## Your task
Count every line below that contains "String", then state the total with no other output.

Dataset entries:
--
// SPDX-License-Identifier: MIT
// Copyright (c) 2026 Alfred Jean LLC

use std::path::PathBuf;

/// test-results error types
#[derive(Debug, thiserror::Error)]
pub enum Error {
    /// Configuration file not found or invalid
    #[error("config error: {message}")]
    Config {
        message: String,
        path: Option<PathBuf>,
    },

    /// Invalid command-line arguments
    #[error("argument error: {0}")]
    Argument(String),

    /// File I/O error
    #[error("io error: {path}: {source}")]
    Io {
        path: PathBuf,
        #[source]
        source: std::io::Error,
    },

    /// File exceeds maximum size limit.
    #[error("file too large: {} ({} bytes, max: {} bytes)", .path.display(), .size, .max_size)]
    FileTooLarge {
        path: PathBuf,
        size: u64,
        max_size: u64,
    },

    /// No parser matched the requested name or the document content.
    #[error("parser not found: {name}")]
    ParserNotFound { name: String },

    /// JSON results file could not be decoded or encoded.
    #[error("json error: {}: {source}", .path.display())]
    Json {
        path: PathBuf,
        #[source]
        source: serde_json::Error,
    },

    /// Internal error (bug)
    #[error("internal error: {0}")]
    Internal(String),
}

/// Result type using test-results Error
pub type Result<T> = std::result::Result<T, Error>;

/// Process exit codes
#[derive(Debug, Clone, Copy, PartialEq, Eq)]
#[repr(u8)]
pub enum ExitCode {
    /// Every input was processed
    Success = 0,
    /// Output was written but some inputs failed
    PartialFailure = 1,
    /// Configuration, argument or parser selection error
    ConfigError = 2,
    /// Internal error
    InternalError = 3,
}

impl From<&Error> for ExitCode {
    fn from(err: &Error) -> Self {
        match err {
            Error::Config { .. } | Error::Argument(_) | Error::ParserNotFound { .. } => {
                ExitCode::ConfigError
            }
            Error::Io { .. } | Error::FileTooLarge { .. } | Error::Json { .. } => {
                ExitCode::PartialFailure
            }
            Error::Internal(_) => ExitCode::InternalError,
        }
    }
}

#[cfg(test)]
#[path = "error_tests.rs"]
mod tests;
--
## The answer
4